=== Begin Enclosure ===

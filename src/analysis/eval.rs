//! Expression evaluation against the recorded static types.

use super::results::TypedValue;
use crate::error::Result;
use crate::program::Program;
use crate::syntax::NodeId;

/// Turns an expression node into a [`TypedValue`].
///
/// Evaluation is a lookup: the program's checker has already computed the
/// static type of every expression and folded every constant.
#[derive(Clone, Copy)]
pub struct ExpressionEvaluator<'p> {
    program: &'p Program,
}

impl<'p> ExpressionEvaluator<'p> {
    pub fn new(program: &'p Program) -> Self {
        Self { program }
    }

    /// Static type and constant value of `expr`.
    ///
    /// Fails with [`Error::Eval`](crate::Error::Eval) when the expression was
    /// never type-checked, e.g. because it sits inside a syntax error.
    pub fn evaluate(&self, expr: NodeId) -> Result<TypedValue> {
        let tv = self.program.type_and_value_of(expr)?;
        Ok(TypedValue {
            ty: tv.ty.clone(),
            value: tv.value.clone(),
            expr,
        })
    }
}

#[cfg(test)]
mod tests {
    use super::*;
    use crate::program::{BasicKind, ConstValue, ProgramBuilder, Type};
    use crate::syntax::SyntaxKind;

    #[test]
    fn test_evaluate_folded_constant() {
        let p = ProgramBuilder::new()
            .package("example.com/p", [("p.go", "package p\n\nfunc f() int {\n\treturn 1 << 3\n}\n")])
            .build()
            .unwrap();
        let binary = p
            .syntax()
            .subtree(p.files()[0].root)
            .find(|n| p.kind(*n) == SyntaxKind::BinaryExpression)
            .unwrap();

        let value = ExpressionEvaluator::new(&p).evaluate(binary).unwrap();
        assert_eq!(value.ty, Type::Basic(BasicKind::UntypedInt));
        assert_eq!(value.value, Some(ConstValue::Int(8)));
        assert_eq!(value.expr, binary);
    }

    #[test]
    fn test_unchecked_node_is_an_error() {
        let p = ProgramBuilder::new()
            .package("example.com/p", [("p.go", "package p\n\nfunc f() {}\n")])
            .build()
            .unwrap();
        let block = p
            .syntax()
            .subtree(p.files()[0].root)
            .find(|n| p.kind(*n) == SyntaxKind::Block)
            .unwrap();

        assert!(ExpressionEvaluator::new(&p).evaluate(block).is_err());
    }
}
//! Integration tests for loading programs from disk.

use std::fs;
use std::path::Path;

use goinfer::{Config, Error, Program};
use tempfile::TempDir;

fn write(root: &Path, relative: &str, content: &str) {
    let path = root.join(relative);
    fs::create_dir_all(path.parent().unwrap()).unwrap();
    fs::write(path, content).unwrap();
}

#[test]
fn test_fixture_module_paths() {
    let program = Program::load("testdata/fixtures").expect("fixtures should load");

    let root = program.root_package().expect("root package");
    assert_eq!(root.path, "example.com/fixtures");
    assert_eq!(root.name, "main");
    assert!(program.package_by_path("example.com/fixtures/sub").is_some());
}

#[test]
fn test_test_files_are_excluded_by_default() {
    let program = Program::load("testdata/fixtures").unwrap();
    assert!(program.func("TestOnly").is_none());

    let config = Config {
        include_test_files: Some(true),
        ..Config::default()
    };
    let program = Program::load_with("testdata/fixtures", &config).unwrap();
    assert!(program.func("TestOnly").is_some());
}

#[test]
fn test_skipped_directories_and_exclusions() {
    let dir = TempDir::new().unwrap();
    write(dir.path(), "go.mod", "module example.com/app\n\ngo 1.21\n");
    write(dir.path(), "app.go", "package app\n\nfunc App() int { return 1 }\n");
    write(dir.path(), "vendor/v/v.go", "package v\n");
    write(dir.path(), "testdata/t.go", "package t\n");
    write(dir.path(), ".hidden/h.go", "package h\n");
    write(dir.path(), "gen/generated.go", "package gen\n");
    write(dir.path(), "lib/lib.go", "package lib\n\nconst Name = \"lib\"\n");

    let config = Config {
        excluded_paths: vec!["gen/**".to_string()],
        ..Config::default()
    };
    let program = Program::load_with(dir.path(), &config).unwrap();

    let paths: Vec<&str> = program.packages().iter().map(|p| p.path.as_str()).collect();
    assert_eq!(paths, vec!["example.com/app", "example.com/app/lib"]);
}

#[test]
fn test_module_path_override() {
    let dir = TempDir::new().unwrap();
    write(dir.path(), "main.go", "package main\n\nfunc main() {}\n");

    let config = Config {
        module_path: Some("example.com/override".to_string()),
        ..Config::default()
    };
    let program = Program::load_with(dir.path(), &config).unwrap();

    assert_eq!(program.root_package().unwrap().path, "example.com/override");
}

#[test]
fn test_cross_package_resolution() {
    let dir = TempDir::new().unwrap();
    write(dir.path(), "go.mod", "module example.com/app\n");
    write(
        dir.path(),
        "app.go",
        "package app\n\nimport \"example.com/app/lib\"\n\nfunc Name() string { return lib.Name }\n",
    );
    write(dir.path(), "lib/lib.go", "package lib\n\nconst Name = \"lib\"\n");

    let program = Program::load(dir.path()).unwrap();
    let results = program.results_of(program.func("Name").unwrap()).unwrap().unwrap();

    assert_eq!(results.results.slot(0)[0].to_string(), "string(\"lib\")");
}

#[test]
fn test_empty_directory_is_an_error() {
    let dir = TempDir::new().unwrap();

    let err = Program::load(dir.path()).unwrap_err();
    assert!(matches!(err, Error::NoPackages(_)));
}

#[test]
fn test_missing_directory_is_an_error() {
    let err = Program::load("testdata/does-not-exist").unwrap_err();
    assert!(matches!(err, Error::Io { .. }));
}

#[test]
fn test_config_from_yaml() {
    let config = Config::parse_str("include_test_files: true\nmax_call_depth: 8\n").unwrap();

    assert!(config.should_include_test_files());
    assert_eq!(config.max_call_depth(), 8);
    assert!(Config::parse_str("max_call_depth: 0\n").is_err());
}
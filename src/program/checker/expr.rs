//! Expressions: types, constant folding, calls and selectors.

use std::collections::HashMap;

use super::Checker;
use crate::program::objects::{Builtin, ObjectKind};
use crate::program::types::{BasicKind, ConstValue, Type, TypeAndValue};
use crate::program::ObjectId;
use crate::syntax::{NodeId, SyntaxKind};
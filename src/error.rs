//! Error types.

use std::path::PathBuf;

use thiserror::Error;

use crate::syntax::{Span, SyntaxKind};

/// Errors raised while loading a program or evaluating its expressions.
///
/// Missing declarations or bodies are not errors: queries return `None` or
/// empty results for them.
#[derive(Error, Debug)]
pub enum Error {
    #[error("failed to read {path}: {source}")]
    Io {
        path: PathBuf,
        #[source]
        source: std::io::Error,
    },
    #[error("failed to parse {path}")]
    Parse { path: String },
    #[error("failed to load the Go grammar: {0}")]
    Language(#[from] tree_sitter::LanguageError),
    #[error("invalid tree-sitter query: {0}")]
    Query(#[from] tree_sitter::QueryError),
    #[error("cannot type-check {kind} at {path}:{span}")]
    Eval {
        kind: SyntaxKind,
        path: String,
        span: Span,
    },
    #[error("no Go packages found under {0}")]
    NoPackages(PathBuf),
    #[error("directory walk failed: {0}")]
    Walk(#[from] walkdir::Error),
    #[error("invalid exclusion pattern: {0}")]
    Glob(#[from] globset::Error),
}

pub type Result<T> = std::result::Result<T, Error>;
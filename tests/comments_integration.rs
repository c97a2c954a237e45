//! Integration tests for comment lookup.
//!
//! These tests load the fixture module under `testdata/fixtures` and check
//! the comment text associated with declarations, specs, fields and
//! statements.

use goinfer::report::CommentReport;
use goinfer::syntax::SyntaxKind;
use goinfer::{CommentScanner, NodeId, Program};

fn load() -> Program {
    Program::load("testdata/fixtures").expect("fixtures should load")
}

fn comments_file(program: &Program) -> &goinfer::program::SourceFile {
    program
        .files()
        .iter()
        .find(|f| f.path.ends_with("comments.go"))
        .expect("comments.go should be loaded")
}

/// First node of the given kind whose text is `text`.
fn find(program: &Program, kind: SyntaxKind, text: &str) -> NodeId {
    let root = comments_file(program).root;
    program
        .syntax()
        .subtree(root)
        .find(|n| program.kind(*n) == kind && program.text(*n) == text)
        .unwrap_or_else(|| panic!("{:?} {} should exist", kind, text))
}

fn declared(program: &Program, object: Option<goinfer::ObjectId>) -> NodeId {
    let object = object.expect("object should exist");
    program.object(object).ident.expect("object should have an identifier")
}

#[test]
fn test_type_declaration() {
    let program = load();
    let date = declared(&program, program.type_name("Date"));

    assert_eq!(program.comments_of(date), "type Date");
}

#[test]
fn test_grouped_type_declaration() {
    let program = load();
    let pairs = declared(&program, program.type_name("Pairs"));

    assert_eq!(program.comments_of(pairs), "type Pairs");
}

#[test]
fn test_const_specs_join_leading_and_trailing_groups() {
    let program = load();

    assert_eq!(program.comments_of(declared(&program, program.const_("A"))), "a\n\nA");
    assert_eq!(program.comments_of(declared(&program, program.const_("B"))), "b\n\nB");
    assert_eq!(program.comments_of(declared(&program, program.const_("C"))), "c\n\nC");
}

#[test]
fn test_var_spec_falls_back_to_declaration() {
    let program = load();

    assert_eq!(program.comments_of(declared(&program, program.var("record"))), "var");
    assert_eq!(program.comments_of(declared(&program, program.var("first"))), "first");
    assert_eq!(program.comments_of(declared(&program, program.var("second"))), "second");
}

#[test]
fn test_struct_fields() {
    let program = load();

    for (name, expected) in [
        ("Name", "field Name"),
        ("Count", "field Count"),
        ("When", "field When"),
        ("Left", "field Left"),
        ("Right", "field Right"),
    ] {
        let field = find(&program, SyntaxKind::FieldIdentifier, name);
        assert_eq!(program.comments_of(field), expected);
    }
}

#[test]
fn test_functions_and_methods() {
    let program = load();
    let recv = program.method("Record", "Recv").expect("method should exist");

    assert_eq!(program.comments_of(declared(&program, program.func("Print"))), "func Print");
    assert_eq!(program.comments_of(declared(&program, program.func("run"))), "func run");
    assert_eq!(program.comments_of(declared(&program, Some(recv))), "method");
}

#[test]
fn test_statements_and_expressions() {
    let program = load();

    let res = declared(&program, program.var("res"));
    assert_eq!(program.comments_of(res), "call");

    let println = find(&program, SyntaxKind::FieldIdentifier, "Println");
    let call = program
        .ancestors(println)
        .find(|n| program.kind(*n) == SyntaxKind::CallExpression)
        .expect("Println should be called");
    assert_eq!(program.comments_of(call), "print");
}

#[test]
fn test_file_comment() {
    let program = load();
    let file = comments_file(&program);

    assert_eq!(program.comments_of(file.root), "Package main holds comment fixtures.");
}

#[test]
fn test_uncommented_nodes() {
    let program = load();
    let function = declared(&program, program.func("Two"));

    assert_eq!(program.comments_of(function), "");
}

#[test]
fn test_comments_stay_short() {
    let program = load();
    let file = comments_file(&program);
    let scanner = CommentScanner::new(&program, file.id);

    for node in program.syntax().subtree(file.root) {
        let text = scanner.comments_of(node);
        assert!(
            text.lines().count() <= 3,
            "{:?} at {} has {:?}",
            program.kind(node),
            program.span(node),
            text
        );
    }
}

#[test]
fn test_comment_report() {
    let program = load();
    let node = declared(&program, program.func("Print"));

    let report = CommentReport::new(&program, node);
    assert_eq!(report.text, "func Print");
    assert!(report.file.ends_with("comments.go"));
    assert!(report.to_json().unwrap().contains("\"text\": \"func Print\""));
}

=== End Enclosure ===

**PROBLEM REQUIREMENTS:**
Wherever the string "text" occurs in a line of the listing above, count that line, and report only the total.

**TASK RESPONSE:**
10